When to Use lintsampler#

This page closely mirrors the ‘Statement of Need’ section of our JOSS paper.

Below is a (non-exhaustive) list of ‘use cases’, i.e., situations where a user might find lintsampler (and/or the the linear interpolant sampling algorithm underpinning it) to be preferable over random sampling techniques such as importance sampling, rejection sampling or Markov chain Monte Carlo (MCMC). MCMC in particular is a powerful class of methods with many excellent Python implementations.3For example, emcee. In certain use cases as described below, lintsampler can offer more convenient and/or more efficient sampling compared with these various techniques.

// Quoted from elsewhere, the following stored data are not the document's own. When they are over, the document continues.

/// Counter for generating unique runner IDs.
static RUNNER_ID_COUNTER: AtomicU64 = AtomicU64::new(0);

/// Generate a new unique runner ID.
fn next_runner_id() -> u64 {
    RUNNER_ID_COUNTER.fetch_add(1, Ordering::Relaxed)
}

/// The result of a runner invocation, as seen by observers.
///
/// The wrapped operation declares up front whether it produced a value or
/// deferred to a completion signal; dispatch pattern-matches on the tag
/// instead of probing the result at runtime.
pub enum Dispatch<R>
where
    R: Clone + Send + Sync + 'static,
{
    /// A synchronous result, delivered to each observer directly.
    Value(R),

    /// An asynchronous result. Observers are chained onto the completion
    /// signal and fire when it does.
    Deferred(Signal<R>),
}

impl<R> Dispatch<R>
where
    R: Clone + Send + Sync + 'static,
{
    /// Extract the synchronous value, if any.
    pub fn into_value(self) -> Option<R> {
        match self {
            Dispatch::Value(value) => Some(value),
            Dispatch::Deferred(_) => None,
        }
    }

    /// Extract the completion signal, if any.
    pub fn into_deferred(self) -> Option<Signal<R>> {
        match self {
            Dispatch::Value(_) => None,
            Dispatch::Deferred(signal) => Some(signal),
        }
    }

    pub(crate) fn into_step(self) -> Step<R> {
        match self {
            Dispatch::Value(value) => Step::Value(value),
            Dispatch::Deferred(signal) => Step::Deferred(signal),
        }
    }
}

impl<R> Clone for Dispatch<R>
where
    R: Clone + Send + Sync + 'static,
{
    fn clone(&self) -> Self {
        match self {
            Dispatch::Value(value) => Dispatch::Value(value.clone()),
            Dispatch::Deferred(signal) => Dispatch::Deferred(signal.clone()),
        }
    }
}

impl<R> Debug for Dispatch<R>
where
    R: Clone + Send + Sync + Debug + 'static,
{
    fn fmt(&self, f: &mut std::fmt::Formatter<'_>) -> std::fmt::Result {
        match self {
            Dispatch::Value(value) => f.debug_tuple("Value").field(value).finish(),
            Dispatch::Deferred(signal) => f.debug_tuple("Deferred").field(&signal.id()).finish(),
        }
    }
}

/// Internal form of an operation's result.
///
/// `Muted` carries a value back to the caller without updating `last` or
/// notifying anyone. Properties use it for reads and redundant writes.
pub(crate) enum Step<R>
where
    R: Clone + Send + Sync + 'static,
{
    Value(R),
    Deferred(Signal<R>),
    Muted(R),
}

impl<R> Step<R>
where
    R: Clone + Send + Sync + 'static,
{
    fn into_dispatch(self) -> Dispatch<R> {
        match self {
            Step::Value(value) | Step::Muted(value) => Dispatch::Value(value),
            Step::Deferred(signal) => Dispatch::Deferred(signal),
        }
    }
}

/// Internal outcome of a full invocation, used for scope chaining.
pub(crate) enum Outcome<R>
where
    R: Clone + Send + Sync + 'static,
{
    /// A guard vetoed the call; nothing ran.
    Blocked,
    /// The operation ran but no dispatch occurred (muted or locked).
    Quiet(Dispatch<R>),
    /// The operation ran and observers were notified.
    Live(Dispatch<R>),
}

/// The previous operation, handed to an override as an explicit argument.
pub type SuperOp<A, R> = Arc<dyn Fn(&A) -> Dispatch<R> + Send + Sync>;

type StepOp<A, R> = Arc<dyn Fn(&A) -> Step<R> + Send + Sync>;

/// How a runner produces its result: by running an owned operation, or by
/// delegating to the base runner it was scoped from.
enum Exec<A, R>
where
    A: Send + Sync + 'static,
    R: Clone + Send + Sync + 'static,
{
    Op(RwLock<StepOp<A, R>>),
    Chained(Runner<A, R>),
}

struct Inner<A, R>
where
    A: Send + Sync + 'static,
    R: Clone + Send + Sync + 'static,
{
    id: u64,
    exec: Exec<A, R>,
    guards: RwLock<SmallVec<[Guard<A>; 2]>>,
    hooks: RwLock<SmallVec<[Hook<R>; 4]>>,
    lock: AtomicBool,
    last: RwLock<Option<Dispatch<R>>>,
    scopes: RwLock<HashMap<String, Runner<A, R>>>,
}

/// A wrapped operation with observer and guard management.
///
/// # Example
///
/// ```rust,ignore
/// let double = Runner::new(|n: &i32| Dispatch::Value(n * 2));
///
/// let seen = Hook::new(|result: &i32| println!("got {result}"));
/// double.add(&seen);
///
/// double.call(21); // prints "got 42"
/// ```
pub struct Runner<A, R>
where
    A: Send + Sync + 'static,
    R: Clone + Send + Sync + 'static,
{
    inner: Arc<Inner<A, R>>,
}

impl<A, R> Runner<A, R>
where
    A: Send + Sync + 'static,
    R: Clone + Send + Sync + 'static,
{
    /// Wrap an operation into a runner.
    pub fn new<F>(op: F) -> Self
    where
        F: Fn(&A) -> Dispatch<R> + Send + Sync + 'static,
    {
        Self::from_step(move |args| op(args).into_step())
    }

    /// Wrap a step-level operation. Crate-internal: the `Muted` variant is
    /// how properties express "return without dispatching".
    pub(crate) fn from_step<F>(op: F) -> Self
    where
        F: Fn(&A) -> Step<R> + Send + Sync + 'static,
    {
        Self::build(Exec::Op(RwLock::new(Arc::new(op))))
    }

    fn chained(base: Runner<A, R>) -> Self {
        Self::build(Exec::Chained(base))
    }

    fn build(exec: Exec<A, R>) -> Self {
        Self {
            inner: Arc::new(Inner {
                id: next_runner_id(),
                exec,
                guards: RwLock::new(SmallVec::new()),
                hooks: RwLock::new(SmallVec::new()),
                lock: AtomicBool::new(false),
                last: RwLock::new(None),
                scopes: RwLock::new(HashMap::new()),
            }),
        }
    }

    /// Get the runner's unique ID.
    pub fn id(&self) -> u64 {
        self.inner.id
    }

    /// Invoke the runner.
    ///
    /// Returns `None` if a guard vetoed the call; otherwise the result,
    /// whether or not it was dispatched to observers.
    pub fn call(&self, args: A) -> Option<Dispatch<R>> {
        match self.invoke(&args) {
            Outcome::Blocked => None,
            Outcome::Quiet(result) | Outcome::Live(result) => Some(result),
        }
    }

    pub(crate) fn invoke(&self, args: &A) -> Outcome<R> {
        // Snapshot before calling out so guards may mutate registrations.
        let guards = self
            .inner
            .guards
            .read()
            .expect("guards lock poisoned")
            .clone();
        for guard in guards.iter() {
            if guard.check(args) {
                trace!(runner = self.inner.id, guard = ?guard.id(), "call vetoed");
                return Outcome::Blocked;
            }
        }

        let step = match &self.inner.exec {
            Exec::Op(slot) => {
                let op = slot.read().expect("op lock poisoned").clone();
                op(args)
            }
            // A scoped runner performs the base's full invocation first
            // (its guards, its operation, its dispatch) and only then
            // dispatches the same result to its own observers. Suppression
            // anywhere upstream silences the whole cascade.
            Exec::Chained(base) => match base.invoke(args) {
                Outcome::Blocked => return Outcome::Blocked,
                Outcome::Quiet(result) => return Outcome::Quiet(result),
                Outcome::Live(result) => result.into_step(),
            },
        };

        let result = match step {
            Step::Muted(value) => return Outcome::Quiet(Dispatch::Value(value)),
            other => other.into_dispatch(),
        };

        // One-shot suppression: consumed by exactly one qualifying call.
        if self.inner.lock.swap(false, Ordering::SeqCst) {
            trace!(runner = self.inner.id, "dispatch suppressed by lock");
            return Outcome::Quiet(result);
        }

        *self.inner.last.write().expect("last lock poisoned") = Some(result.clone());

        let hooks = self
            .inner
            .hooks
            .read()
            .expect("hooks lock poisoned")
            .clone();
        match &result {
            Dispatch::Value(value) => {
                for hook in hooks.iter() {
                    hook.invoke(value);
                }
            }
            Dispatch::Deferred(signal) => {
                for hook in hooks.iter() {
                    signal.add(hook);
                }
            }
        }
        trace!(runner = self.inner.id, observers = hooks.len(), "dispatched");

        Outcome::Live(result)
    }

    /// Register an observer hook. Idempotent per hook identity.
    pub fn add(&self, hook: &Hook<R>) {
        let mut hooks = self.inner.hooks.write().expect("hooks lock poisoned");
        if hooks.iter().all(|existing| existing.id() != hook.id()) {
            hooks.push(hook.clone());
        }
    }

    /// Deregister an observer hook by identity.
    pub fn remove(&self, hook: &Hook<R>) {
        self.inner
            .hooks
            .write()
            .expect("hooks lock poisoned")
            .retain(|existing| existing.id() != hook.id());
    }

    /// Subscribe and replay: register the hook and, if something has been
    /// dispatched before, catch the hook up with it immediately.
    pub fn bind(&self, hook: &Hook<R>) {
        self.add(hook);
        let last = self.inner.last.read().expect("last lock poisoned").clone();
        match last {
            Some(Dispatch::Value(value)) => hook.invoke(&value),
            Some(Dispatch::Deferred(signal)) => signal.bind(hook),
            None => {}
        }
    }

    /// Register a veto guard. Idempotent per guard identity.
    pub fn before(&self, guard: &Guard<A>) {
        let mut guards = self.inner.guards.write().expect("guards lock poisoned");
        if guards.iter().all(|existing| existing.id() != guard.id()) {
            guards.push(guard.clone());
        }
    }

    /// Deregister a veto guard by identity.
    pub fn remove_before(&self, guard: &Guard<A>) {
        self.inner
            .guards
            .write()
            .expect("guards lock poisoned")
            .retain(|existing| existing.id() != guard.id());
    }

    /// Suppress the next qualifying dispatch. The flag resets after being
    /// consumed once.
    pub fn lock(&self) {
        self.inner.lock.store(true, Ordering::SeqCst);
    }

    /// Check whether the one-shot lock is currently set.
    pub fn is_locked(&self) -> bool {
        self.inner.lock.load(Ordering::SeqCst)
    }

    /// Get the most recently dispatched result, if any.
    pub fn last(&self) -> Option<Dispatch<R>> {
        self.inner.last.read().expect("last lock poisoned").clone()
    }

    /// Get the number of registered observers.
    pub fn observer_count(&self) -> usize {
        self.inner.hooks.read().expect("hooks lock poisoned").len()
    }

    /// Rebind the operation, exposing the previous one to the override as
    /// an explicit first argument (the super-call). Repeated overrides
    /// compose, most-derived first.
    ///
    /// Scoped runners own no operation; overriding one is ignored.
    pub fn override_with<F>(&self, f: F)
    where
        F: Fn(&SuperOp<A, R>, &A) -> Dispatch<R> + Send + Sync + 'static,
    {
        match &self.inner.exec {
            Exec::Op(slot) => {
                let mut op = slot.write().expect("op lock poisoned");
                let prev = op.clone();
                let super_op: SuperOp<A, R> = Arc::new(move |args: &A| prev(args).into_dispatch());
                *op = Arc::new(move |args: &A| f(&super_op, args).into_step());
                debug!(runner = self.inner.id, "operation overridden");
            }
            Exec::Chained(_) => {
                warn!(
                    runner = self.inner.id,
                    "override ignored: scoped runner delegates to its base"
                );
            }
        }
    }

    /// Get (creating if absent) the named scope derived from this runner.
    ///
    /// A scope is a runner that chains off its base: invoking the scope
    /// invokes the base first, so the base's observers fire, then the
    /// scope's own observers fire with the same result. Invoking the base
    /// never triggers the scope. The same name always returns the same
    /// derived runner.
    pub fn scope(&self, name: &str) -> Runner<A, R> {
        let mut scopes = self.inner.scopes.write().expect("scopes lock poisoned");
        if let Some(existing) = scopes.get(name) {
            return existing.clone();
        }
        debug!(runner = self.inner.id, scope = name, "scope derived");
        let derived = Runner::chained(self.clone());
        scopes.insert(name.to_owned(), derived.clone());
        derived
    }
}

We’ll assume that the target PDF the user wishes to sample from does not have its own exact sampling algorithm (such as the Box-Muller transform for a Gaussian PDF). The power of lintsampler lies in its applicability to arbitrary PDFs for which tailor-made sampling algorithms are not available.

Use Cases#

1. Expensive PDF#

If the PDF being sampled from is expensive to evaluate and a large number of samples is desired, then lintsampler might be the most cost-effective option. This is because lintsampler does not evaluate the PDF for each sample (as would be the case for other random sampling techniques), but on the nodes of the user-chosen grid. Particularly in a low-dimensional setting where the grid does not have too many nodes, this can mean far fewer PDF evaluations. This point is demonstrated in the first example notebook.1Similarly, there might be situations where the user is not so concerned about strict statistical representativeness but wants to generate a huge number of samples from a target PDF with the least possible computational cost (such as e.g., generating realistic point cloud distributions in video game graphics). They can use lintsampler with a coarse grid (so minimal PDF evaluations), then sample() to their heart’s content.

2. Multimodal PDF#

If the target PDF has a highly complex structure with multiple, well-separated modes, then lintsampler might be the easiest option (in terms of user configuration). In such scenarios, MCMC might struggle unless the walkers are carefully preconfigured to start near the modes. Similarly, rejection sampling or importance sampling would be highly suboptimal unless the proposal distribution is carefully chosen to match the structure of the target PDF. With lintsampler, the user need only ensure that the resolution of their chosen grid is sufficient to resolve the PDF structure, and so the setup remains straightforward. This is demonstrated in the second example notebook in the lintsampler docs.2It is worth noting that in these kinds of complex, multimodal problems, a single fixed grid might not be the most cost-effective sampling domain. For this reason, lintsampler also provides simple functionality for sampling over multiple disconnected grids.

3. PDF with large dynamic range#

If the target PDF has a very large dynamic range, then the DensityTree object provided by lintsampler might be an effective solution. Here, the PDF is evaluated not on a fixed grid, but on the leaves of a tree. The tree is refined such that regions of concentrated probability are more finely resolved, based on accuracy criteria. Such an example is shown in the third example notebook in the lintsampler docs.

4. Noise needs to be minimised#

In Quasi-Monte Carlo (QMC) sampling, one purposefully generates more ‘balanced’ (and thus less random) draws from a target PDF, so that sampling noise decreases faster than \(N^{-1/2}\). lintsampler allows easy QMC sampling with arbitrary PDFs. We are not aware of such capabilities with any other package. We give an example of using lintsampler for QMC in the fourth example notebook in the lintsampler docs.

‘Real World’ Example#

Any one of the four use cases above would serve by itself as a sufficient case for choosing lintsampler, but here we give an example of a real-world scenario that combines all of the use cases. It is drawn from our own primary research interests in computational astrophysics.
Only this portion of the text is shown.